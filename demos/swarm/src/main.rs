//! swarm: host loop driving a flock from the command line.
//!
//! ```text
//! cargo run -p swarm --release [-- path/to/config.json]
//! RUST_LOG=flock_sim=debug cargo run -p swarm
//! ```
//!
//! Without a config file the built-in defaults below are used.  The global
//! target orbits the origin; the host advances its phase before every tick
//! and the flock resamples it on its own refresh timer.

use std::path::Path;
use std::sync::Arc;
use std::sync::atomic::{AtomicU32, Ordering};
use std::time::Instant;

use anyhow::{Context, Result};
use serde::Deserialize;
use tracing_subscriber::EnvFilter;

use flock_agent::AgentStore;
use flock_core::{AgentConfig, Tick, Vec3};
use flock_sim::{Flock, FlockBuilder, FlockConfig, FlockObserver, GlobalTarget, PerfRecorder, TickSample};
use flock_spatial::NeighborStrategy;

// ── Config ────────────────────────────────────────────────────────────────────

#[derive(Debug, Deserialize)]
#[serde(default)]
struct DemoConfig {
    agents:         usize,
    spawn_radius:   f32,
    initial_speed:  f32,
    ticks:          u64,
    dt:             f32,
    orbit_radius:   f32,
    /// Radians per simulated second.
    orbit_speed:    f32,
    /// Run every neighbor strategy on the same population and compare.
    compare:        bool,
    agent:          AgentConfig,
    flock:          FlockConfig,
}

impl Default for DemoConfig {
    fn default() -> Self {
        Self {
            agents:        2_000,
            spawn_radius:  80.0,
            initial_speed: 2.0,
            ticks:         600,
            dt:            1.0 / 60.0,
            orbit_radius:  150.0,
            orbit_speed:   0.2,
            compare:       false,
            agent:         AgentConfig::default(),
            flock:         FlockConfig { sample_interval_ticks: 120, ..FlockConfig::default() },
        }
    }
}

fn load_config(path: Option<&Path>) -> Result<DemoConfig> {
    let Some(path) = path else {
        return Ok(DemoConfig::default());
    };
    let text = std::fs::read_to_string(path)
        .with_context(|| format!("reading {}", path.display()))?;
    let config: DemoConfig = serde_json::from_str(&text)
        .with_context(|| format!("parsing {}", path.display()))?;
    // User-facing tuning: clamp rather than reject.
    Ok(DemoConfig { agent: config.agent.sanitized(), ..config })
}

// ── Observer ──────────────────────────────────────────────────────────────────

/// Keeps tick timings and logs the flock's spread at snapshot ticks.
struct Report {
    perf: PerfRecorder,
}

impl FlockObserver for Report {
    fn on_tick_end(&mut self, sample: &TickSample) {
        self.perf.on_tick_end(sample);
    }

    fn on_snapshot(&mut self, tick: Tick, agents: &AgentStore) {
        if agents.is_empty() {
            return;
        }
        let n = agents.len() as f32;
        let centroid = agents.positions.iter().copied().sum::<Vec3>() / n;
        let spread = agents.positions.iter().map(|p| p.distance(centroid)).sum::<f32>() / n;
        let speed = agents.velocities.iter().map(|v| v.length()).sum::<f32>() / n;
        tracing::info!(
            %tick,
            centroid = ?centroid,
            spread,
            speed,
            "snapshot"
        );
    }
}

// ── Run ───────────────────────────────────────────────────────────────────────

fn build_flock(config: &DemoConfig, strategy: NeighborStrategy, phase: &Arc<AtomicU32>) -> Result<Flock> {
    let orbit = config.orbit_radius;
    let shared = Arc::clone(phase);
    let target = GlobalTarget::tracked(move || {
        let a = f32::from_bits(shared.load(Ordering::Relaxed));
        Some(Vec3::new(a.cos() * orbit, 0.0, a.sin() * orbit))
    });
    let flock = FlockBuilder::new(FlockConfig { strategy, ..config.flock })
        .scatter(config.agents, Vec3::ZERO, config.spawn_radius, config.agent)
        .initial_speed(config.initial_speed)
        .target(target)
        .build()?;
    Ok(flock)
}

fn run(config: &DemoConfig, strategy: NeighborStrategy) -> Result<Report> {
    let phase = Arc::new(AtomicU32::new(0f32.to_bits()));
    let mut flock = build_flock(config, strategy, &phase)?;
    let mut report = Report { perf: PerfRecorder::new(config.ticks.min(1_000) as usize) };

    for _ in 0..config.ticks {
        let t = flock.clock().elapsed_secs as f32;
        phase.store((t * config.orbit_speed).to_bits(), Ordering::Relaxed);
        flock.tick_with(config.dt, &mut report)?;
    }
    flock.stop_with(&mut report)?;
    Ok(report)
}

fn print_summary(strategy: NeighborStrategy, perf: &PerfRecorder, wall: f64) {
    let mean = perf.mean_total().unwrap_or_default();
    let max = perf.max_total().unwrap_or_default();
    println!(
        "{:<13} {:>10.3} {:>10.3} {:>12.1} {:>9.2}",
        strategy.name(),
        mean.as_secs_f64() * 1e3,
        max.as_secs_f64() * 1e3,
        perf.mean_neighbors().unwrap_or(0.0),
        wall,
    );
}

// ── main ──────────────────────────────────────────────────────────────────────

fn main() -> Result<()> {
    tracing_subscriber::fmt()
        .with_env_filter(EnvFilter::try_from_default_env().unwrap_or_else(|_| EnvFilter::new("info")))
        .init();

    let path = std::env::args().nth(1);
    let config = load_config(path.as_deref().map(Path::new))?;

    println!("=== swarm: flocking engine demo ===");
    println!(
        "Agents: {}  |  Ticks: {}  |  dt: {:.4}s  |  Seed: {}",
        config.agents, config.ticks, config.dt, config.flock.seed
    );
    println!();

    let strategies: Vec<NeighborStrategy> = if config.compare {
        NeighborStrategy::ALL.to_vec()
    } else {
        vec![config.flock.strategy]
    };

    println!(
        "{:<13} {:>10} {:>10} {:>12} {:>9}",
        "strategy", "mean ms", "max ms", "neighbors", "wall s"
    );
    println!("{}", "-".repeat(58));
    for strategy in strategies {
        let t0 = Instant::now();
        let report = run(&config, strategy)?;
        print_summary(strategy, &report.perf, t0.elapsed().as_secs_f64());
    }

    Ok(())
}
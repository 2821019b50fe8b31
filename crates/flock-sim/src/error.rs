use flock_core::FlockError;
use flock_spatial::SpatialError;
use thiserror::Error;

use crate::SimState;

#[derive(Debug, Error)]
pub enum SimError {
    #[error("simulation configuration error: {0}")]
    Config(String),

    #[error("cannot {action} a flock that is {from}")]
    InvalidTransition {
        from:   SimState,
        action: &'static str,
    },

    #[error("flock is stopped; no further ticks are accepted")]
    Stopped,

    #[error(transparent)]
    Flock(#[from] FlockError),

    #[error("spatial index error: {0}")]
    Spatial(#[from] SpatialError),
}

pub type SimResult<T> = Result<T, SimError>;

# # # # #

Reproduce, please, every line of the records above without alteration.

Completed task
filename demos/swarm/src/main.rs
//! swarm: host loop driving a flock from the command line.
//!
//! ```text
//! cargo run -p swarm --release [-- path/to/config.json]
//! RUST_LOG=flock_sim=debug cargo run -p swarm
//! ```
//!
//! Without a config file the built-in defaults below are used.  The global
//! target orbits the origin; the host advances its phase before every tick
//! and the flock resamples it on its own refresh timer.

use std::path::Path;
use std::sync::Arc;
use std::sync::atomic::{AtomicU32, Ordering};
use std::time::Instant;

use anyhow::{Context, Result};
use serde::Deserialize;
use tracing_subscriber::EnvFilter;

use flock_agent::AgentStore;
use flock_core::{AgentConfig, Tick, Vec3};
use flock_sim::{Flock, FlockBuilder, FlockConfig, FlockObserver, GlobalTarget, PerfRecorder, TickSample};
use flock_spatial::NeighborStrategy;

// ── Config ────────────────────────────────────────────────────────────────────

#[derive(Debug, Deserialize)]
#[serde(default)]
struct DemoConfig {
    agents:         usize,
    spawn_radius:   f32,
    initial_speed:  f32,
    ticks:          u64,
    dt:             f32,
    orbit_radius:   f32,
    /// Radians per simulated second.
    orbit_speed:    f32,
    /// Run every neighbor strategy on the same population and compare.
    compare:        bool,
    agent:          AgentConfig,
    flock:          FlockConfig,
}

impl Default for DemoConfig {
    fn default() -> Self {
        Self {
            agents:        2_000,
            spawn_radius:  80.0,
            initial_speed: 2.0,
            ticks:         600,
            dt:            1.0 / 60.0,
            orbit_radius:  150.0,
            orbit_speed:   0.2,
            compare:       false,
            agent:         AgentConfig::default(),
            flock:         FlockConfig { sample_interval_ticks: 120, ..FlockConfig::default() },
        }
    }
}

fn load_config(path: Option<&Path>) -> Result<DemoConfig> {
    let Some(path) = path else {
        return Ok(DemoConfig::default());
    };
    let text = std::fs::read_to_string(path)
        .with_context(|| format!("reading {}", path.display()))?;
    let config: DemoConfig = serde_json::from_str(&text)
        .with_context(|| format!("parsing {}", path.display()))?;
    // User-facing tuning: clamp rather than reject.
    Ok(DemoConfig { agent: config.agent.sanitized(), ..config })
}

// ── Observer ──────────────────────────────────────────────────────────────────

/// Keeps tick timings and logs the flock's spread at snapshot ticks.
struct Report {
    perf: PerfRecorder,
}

impl FlockObserver for Report {
    fn on_tick_end(&mut self, sample: &TickSample) {
        self.perf.on_tick_end(sample);
    }

    fn on_snapshot(&mut self, tick: Tick, agents: &AgentStore) {
        if agents.is_empty() {
            return;
        }
        let n = agents.len() as f32;
        let centroid = agents.positions.iter().copied().sum::<Vec3>() / n;
        let spread = agents.positions.iter().map(|p| p.distance(centroid)).sum::<f32>() / n;
        let speed = agents.velocities.iter().map(|v| v.length()).sum::<f32>() / n;
        tracing::info!(
            %tick,
            centroid = ?centroid,
            spread,
            speed,
            "snapshot"
        );
    }
}

// ── Run ───────────────────────────────────────────────────────────────────────

fn build_flock(config: &DemoConfig, strategy: NeighborStrategy, phase: &Arc<AtomicU32>) -> Result<Flock> {
    let orbit = config.orbit_radius;
    let shared = Arc::clone(phase);
    let target = GlobalTarget::tracked(move || {
        let a = f32::from_bits(shared.load(Ordering::Relaxed));
        Some(Vec3::new(a.cos() * orbit, 0.0, a.sin() * orbit))
    });
    let flock = FlockBuilder::new(FlockConfig { strategy, ..config.flock })
        .scatter(config.agents, Vec3::ZERO, config.spawn_radius, config.agent)
        .initial_speed(config.initial_speed)
        .target(target)
        .build()?;
    Ok(flock)
}

fn run(config: &DemoConfig, strategy: NeighborStrategy) -> Result<Report> {
    let phase = Arc::new(AtomicU32::new(0f32.to_bits()));
    let mut flock = build_flock(config, strategy, &phase)?;
    let mut report = Report { perf: PerfRecorder::new(config.ticks.min(1_000) as usize) };

    for _ in 0..config.ticks {
        let t = flock.clock().elapsed_secs as f32;
        phase.store((t * config.orbit_speed).to_bits(), Ordering::Relaxed);
        flock.tick_with(config.dt, &mut report)?;
    }
    flock.stop_with(&mut report)?;
    Ok(report)
}

fn print_summary(strategy: NeighborStrategy, perf: &PerfRecorder, wall: f64) {
    let mean = perf.mean_total().unwrap_or_default();
    let max = perf.max_total().unwrap_or_default();
    println!(
        "{:<13} {:>10.3} {:>10.3} {:>12.1} {:>9.2}",
        strategy.name(),
        mean.as_secs_f64() * 1e3,
        max.as_secs_f64() * 1e3,
        perf.mean_neighbors().unwrap_or(0.0),
        wall,
    );
}

// ── main ──────────────────────────────────────────────────────────────────────

fn main() -> Result<()> {
    tracing_subscriber::fmt()
        .with_env_filter(EnvFilter::try_from_default_env().unwrap_or_else(|_| EnvFilter::new("info")))
        .init();

    let path = std::env::args().nth(1);
    let config = load_config(path.as_deref().map(Path::new))?;

    println!("=== swarm: flocking engine demo ===");
    println!(
        "Agents: {}  |  Ticks: {}  |  dt: {:.4}s  |  Seed: {}",
        config.agents, config.ticks, config.dt, config.flock.seed
    );
    println!();

    let strategies: Vec<NeighborStrategy> = if config.compare {
        NeighborStrategy::ALL.to_vec()
    } else {
        vec![config.flock.strategy]
    };

    println!(
        "{:<13} {:>10} {:>10} {:>12} {:>9}",
        "strategy", "mean ms", "max ms", "neighbors", "wall s"
    );
    println!("{}", "-".repeat(58));
    for strategy in strategies {
        let t0 = Instant::now();
        let report = run(&config, strategy)?;
        print_summary(strategy, &report.perf, t0.elapsed().as_secs_f64());
    }

    Ok(())
}
repository 2821019b50fe8b31
filename crates/flock-sim/src/error.rs
use flock_core::FlockError;
use flock_spatial::SpatialError;
use thiserror::Error;

use crate::SimState;

#[derive(Debug, Error)]
pub enum SimError {
    #[error("simulation configuration error: {0}")]
    Config(String),

    #[error("cannot {action} a flock that is {from}")]
    InvalidTransition {
        from:   SimState,
        action: &'static str,
    },

    #[error("flock is stopped; no further ticks are accepted")]
    Stopped,

    #[error(transparent)]
    Flock(#[from] FlockError),

    #[error("spatial index error: {0}")]
    Spatial(#[from] SpatialError),
}

pub type SimResult<T> = Result<T, SimError>;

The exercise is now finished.